Prehospital management of febrile convulsions by the Mobile Emergency Care Unit in the Capital Region of Denmark

2008 
INTRODUCTION: We conducted a quality assurance project of The Mobile Emergency Care Unit (MECU) in the Capital Region of Denmark when dispatched to febrile convulsions. The study focuses on prehospital treatment, comparison between prehospital and in-hospital diagnoses and parents' perceptions of their child's febrile convulsions and their satisfaction with the MECU. MATERIAL AND METHODS: The period of investigation was from March 1st 2004 to March 31st 2005. Children with a diagnosis of febrile convulsions or relevant differential diagnoses were eligible for inclusion. Children were excluded if they had already been included, if their parents had no Danish address or if the questionnaire was not returned after a reminder was sent.

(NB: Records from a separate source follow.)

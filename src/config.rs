//! Daemon configuration (§2.3): a TOML file loaded with `toml` + `serde`,
//! following the same shape the original config file used — a top-level
//! struct of per-concern sections, each with its own defaults so that an
//! absent file (or an absent section within a present file) still produces
//! a fully usable configuration.

use std::path::Path;

use serde::Deserialize;

/// Top-level config loaded from `sysdbd.conf`.
#[derive(Debug, Clone, Deserialize, Default)]
pub struct SysdbConfig {
    #[serde(default)]
    pub listen: ListenConfig,
    #[serde(default)]
    pub server: ServerConfig,
    #[serde(default)]
    pub collector: CollectorConfig,
    #[serde(default)]
    pub log: LogConfig,
}

#[derive(Debug, Clone, Deserialize)]
pub struct ListenConfig {
    /// `unix:/path/to/socket` entries (§6).
    #[serde(default = "default_addresses")]
    pub addresses: Vec<String>,
}

impl Default for ListenConfig {
    fn default() -> Self {
        Self { addresses: default_addresses() }
    }
}

fn default_addresses() -> Vec<String> {
    vec!["unix:/var/run/sysdbd/sysdbd.sock".to_string()]
}

#[derive(Debug, Clone, Deserialize)]
pub struct ServerConfig {
    #[serde(default = "default_worker_threads")]
    pub worker_threads: usize,
    #[serde(default = "default_dispatch_queue_depth")]
    pub dispatch_queue_depth: usize,
    #[serde(default = "default_listen_backlog")]
    pub listen_backlog: u32,
}

impl Default for ServerConfig {
    fn default() -> Self {
        Self {
            worker_threads: default_worker_threads(),
            dispatch_queue_depth: default_dispatch_queue_depth(),
            listen_backlog: default_listen_backlog(),
        }
    }
}

fn default_worker_threads() -> usize {
    5
}

fn default_dispatch_queue_depth() -> usize {
    1024
}

fn default_listen_backlog() -> u32 {
    32
}

/// The collector periodically sweeps the store for per-object maintenance
/// (interval re-estimation and the like); which backends actually feed it
/// is out of scope here, so this only controls whether the scheduler runs
/// at all and how often it ticks absent any per-task override.
#[derive(Debug, Clone, Deserialize)]
pub struct CollectorConfig {
    #[serde(default = "default_true")]
    pub enabled: bool,
    #[serde(default = "default_collector_interval_secs")]
    pub default_interval_secs: u64,
}

impl Default for CollectorConfig {
    fn default() -> Self {
        Self { enabled: true, default_interval_secs: default_collector_interval_secs() }
    }
}

fn default_true() -> bool {
    true
}

fn default_collector_interval_secs() -> u64 {
    15
}

#[derive(Debug, Clone, Deserialize, Default)]
pub struct LogConfig {
    /// Overrides `RUST_LOG` when set; otherwise the environment wins.
    pub filter: Option<String>,
}

impl SysdbConfig {
    /// Load config from a TOML file. Returns defaults if the file doesn't exist.
    pub fn load(path: impl AsRef<Path>) -> anyhow::Result<Self> {
        let path = path.as_ref();
        if !path.exists() {
            tracing::info!("config file not found at {}, using defaults", path.display());
            return Ok(Self::default());
        }
        let contents = std::fs::read_to_string(path)?;
        let config: SysdbConfig = toml::from_str(&contents)?;
        tracing::info!("loaded config from {}", path.display());
        Ok(config)
    }
}

#[cfg(test)]
mod tests {
    use super::*;

    #[test]
    fn missing_file_falls_back_to_defaults() {
        let config = SysdbConfig::load("/nonexistent/path/sysdbd.conf").unwrap();
        assert_eq!(config.server.worker_threads, 5);
        assert_eq!(config.listen.addresses, vec!["unix:/var/run/sysdbd/sysdbd.sock".to_string()]);
    }

    #[test]
    fn partial_section_keeps_other_defaults() {
        let dir = tempfile::tempdir().unwrap();
        let path = dir.path().join("sysdbd.conf");
        std::fs::write(&path, "[listen]\naddresses = [\"unix:/tmp/a.sock\"]\n").unwrap();
        let config = SysdbConfig::load(&path).unwrap();
        assert_eq!(config.listen.addresses, vec!["unix:/tmp/a.sock".to_string()]);
        assert_eq!(config.server.dispatch_queue_depth, 1024);
        assert!(config.collector.enabled);
    }

    #[test]
    fn zero_worker_threads_still_parses() {
        let dir = tempfile::tempdir().unwrap();
        let path = dir.path().join("sysdbd.conf");
        std::fs::write(&path, "[collector]\nenabled = false\n").unwrap();
        let config = SysdbConfig::load(&path).unwrap();
        assert!(!config.collector.enabled);
        assert_eq!(config.collector.default_interval_secs, 15);
    }
}
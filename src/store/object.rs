//! Store object kinds: Host, Service, Metric, Attribute (§3).
//!
//! Parent back-edges are encoded as plain owning-path data (host/service
//! names) rather than pointers, per the design note in spec.md §9: since a
//! host is always addressable by name at the top of the store, "parent" for
//! a service/metric/attribute is just the name(s) needed to look it back up
//! through the store's own collections — a non-owning index, not a
//! reference, so there is no cycle to avoid and no `Weak` bookkeeping.

use crate::datum::Datum;
use crate::ordered_map::OrderedMap;

/// Fields common to every store object kind.
#[derive(Debug, Clone)]
pub struct ObjectMeta {
    /// Nanoseconds since the Unix epoch.
    pub last_update: i64,
    /// Exponentially smoothed estimate of the update period, in nanoseconds.
    /// Zero until a second write establishes a first delta.
    pub interval: i64,
    pub backends: BackendSet,
}

impl ObjectMeta {
    pub fn new(last_update: i64, backends: &[String]) -> Self {
        let mut set = BackendSet::new();
        set.extend(backends);
        ObjectMeta { last_update, interval: 0, backends: set }
    }
}

/// A case-insensitive set of backend names that preserves insertion casing
/// and order, matching `record_backends`'s linear case-insensitive scan in
/// the original store.
#[derive(Debug, Clone, Default)]
pub struct BackendSet(Vec<String>);

impl BackendSet {
    pub fn new() -> Self {
        BackendSet(Vec::new())
    }

    pub fn extend(&mut self, names: &[String]) {
        for name in names {
            if !self.0.iter().any(|existing| existing.eq_ignore_ascii_case(name)) {
                self.0.push(name.clone());
            }
        }
    }

    pub fn as_slice(&self) -> &[String] {
        &self.0
    }
}

/// Identifies a time-series backing store attached to a metric.
#[derive(Debug, Clone, PartialEq, Eq)]
pub struct TimeseriesStore {
    pub kind: String,
    pub id: String,
}

#[derive(Debug, Clone)]
pub struct Attribute {
    pub name: String,
    pub meta: ObjectMeta,
    pub value: Datum,
}

#[derive(Debug, Clone)]
pub struct Service {
    pub name: String,
    pub host: String,
    pub meta: ObjectMeta,
    pub attributes: OrderedMap<Attribute>,
}

#[derive(Debug, Clone)]
pub struct Metric {
    pub name: String,
    pub host: String,
    pub meta: ObjectMeta,
    pub store: Option<TimeseriesStore>,
    pub attributes: OrderedMap<Attribute>,
}

#[derive(Debug, Clone)]
pub struct Host {
    pub name: String,
    pub meta: ObjectMeta,
    pub services: OrderedMap<Service>,
    pub metrics: OrderedMap<Metric>,
    pub attributes: OrderedMap<Attribute>,
}

/// The four object kinds, used wherever code needs to dispatch on kind
/// without holding a concrete object (e.g. `Scan`, wire `FETCH`/`LIST`).
#[derive(Debug, Clone, Copy, PartialEq, Eq, Hash)]
pub enum ObjectKind {
    Host,
    Service,
    Metric,
    HostAttribute,
    ServiceAttribute,
    MetricAttribute,
}

impl ObjectKind {
    /// The collection a `Scan` over this kind descends into at the host
    /// level: `Host` itself, or one of its child collections.
    pub fn collection(self) -> CollectionKind {
        match self {
            ObjectKind::Host | ObjectKind::HostAttribute => CollectionKind::Host,
            ObjectKind::Service | ObjectKind::ServiceAttribute => CollectionKind::Service,
            ObjectKind::Metric | ObjectKind::MetricAttribute => CollectionKind::Metric,
        }
    }

    pub fn is_attribute(self) -> bool {
        matches!(
            self,
            ObjectKind::HostAttribute | ObjectKind::ServiceAttribute | ObjectKind::MetricAttribute
        )
    }
}

#[derive(Debug, Clone, Copy, PartialEq, Eq, Hash)]
pub enum CollectionKind {
    Host,
    Service,
    Metric,
}
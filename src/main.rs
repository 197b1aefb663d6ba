use std::sync::Arc;

use clap::Parser;
use tokio::sync::watch;
use tracing_subscriber::EnvFilter;

use sysdb::config::SysdbConfig;
use sysdb::scheduler::Scheduler;
use sysdb::server;
use sysdb::store::Store;

/// SysDB daemon: an in-memory system-information database server.
#[derive(Parser, Debug)]
#[command(name = "sysdbd", version, about)]
struct Cli {
    /// Path to the configuration file.
    #[arg(short = 'C', long = "config", default_value = "/etc/sysdb/sysdbd.conf")]
    config: String,

    /// Do not daemonize (stay in the foreground).
    #[arg(short = 'D', long = "no-daemon")]
    no_daemonize: bool,
}

#[tokio::main]
async fn main() -> anyhow::Result<()> {
    let cli = Cli::parse();

    tracing_subscriber::fmt()
        .with_env_filter(EnvFilter::try_from_default_env().unwrap_or_else(|_| EnvFilter::new("sysdb=info,sysdbd=info")))
        .init();

    if cli.no_daemonize {
        tracing::debug!("staying in the foreground (-D)");
    }

    let config = SysdbConfig::load(&cli.config)?;
    if let Some(filter) = &config.log.filter {
        tracing::debug!("config requests log filter override '{filter}', but RUST_LOG (if set) already won at init time");
    }

    let store = Arc::new(Store::new());
    let (running_tx, running_rx) = watch::channel(true);

    let mut scheduler = Scheduler::new();
    if config.collector.enabled {
        let store = store.clone();
        scheduler.register_fn(
            "store-maintenance",
            std::time::Duration::from_secs(config.collector.default_interval_secs),
            move || {
                tracing::debug!("store holds {} hosts", store.host_count());
            },
        );
    }
    let scheduler_handle = tokio::spawn(scheduler.run(running_rx.clone()));

    // SIGPIPE: the Rust runtime already installs SIG_IGN for it before
    // `main` runs, so a write to a peer that closed its read side surfaces
    // as a normal IO error instead of terminating the process; nothing
    // further is needed here.
    let mut sighup = tokio::signal::unix::signal(tokio::signal::unix::SignalKind::hangup())?;
    let mut sigterm = tokio::signal::unix::signal(tokio::signal::unix::SignalKind::terminate())?;

    let config_path = cli.config.clone();
    let signal_running_tx = running_tx.clone();
    let signal_task = tokio::spawn(async move {
        loop {
            tokio::select! {
                _ = tokio::signal::ctrl_c() => {
                    tracing::info!("received SIGINT, shutting down");
                    let _ = signal_running_tx.send(false);
                    return;
                }
                _ = sigterm.recv() => {
                    tracing::info!("received SIGTERM, shutting down");
                    let _ = signal_running_tx.send(false);
                    return;
                }
                _ = sighup.recv() => {
                    tracing::info!("received SIGHUP, reloading configuration");
                    match SysdbConfig::load(&config_path) {
                        Ok(_) => tracing::info!("configuration reloaded (listen addresses take effect on restart)"),
                        Err(e) => tracing::error!("failed to reload configuration: {e}"),
                    }
                }
            }
        }
    });

    let result = server::run(&config, store, running_rx).await;

    scheduler_handle.await?;
    signal_task.abort();

    result
}
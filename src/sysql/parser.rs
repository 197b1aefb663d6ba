//! Recursive-descent SysQL parser (C5). Three public entry points mirror the
//! spec's parser modes: [`parse_statements`] (Statement), [`parse_conditional`]
//! (Conditional), and [`parse_arithmetic`] (Arithmetic). All three share the
//! same expression grammar; only the entry differs.
//!
//! Precedence, low to high: OR, AND, NOT, comparison, concat, additive,
//! multiplicative, unary, primary.

use crate::error::ParseError;
use crate::sysql::ast::{ContextKind, IterKind, Node, ObjectKind, OpKind, UnaryTest, ValueRef};
use crate::sysql::lexer::{lex, Token, TokenKind};
use crate::datum::Datum;

pub struct Parser {
    tokens: Vec<Token>,
    pos: usize,
}

type PResult<T> = Result<T, ParseError>;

RESULTS: In the period of investigation, 333 children were eligible for inclusion, 290 questionnaires were sent, and 235 were returned, giving a response rate of 81%. The median age was 1 year (range: 0-7 years). In general, parents were satisfied with the MECU. Reasons of dissatisfaction are described. Most children (76%) were admitted without physician escort. A total of 37 children (16%) received diazepam therapy, of whom 15 (6%) were given intravenous diazepam. In 90% of cases, the prehospital and in-hospital diagnosis were identical. CONCLUSION: In general, parents appreciate the service provided by the MECU. Reasons of dissatisfaction are described. On several occasions, the prehospital physician administered intravenous anticonvulsants, but we discuss if the MECU should still be dispatched primarily to febrile convulsions.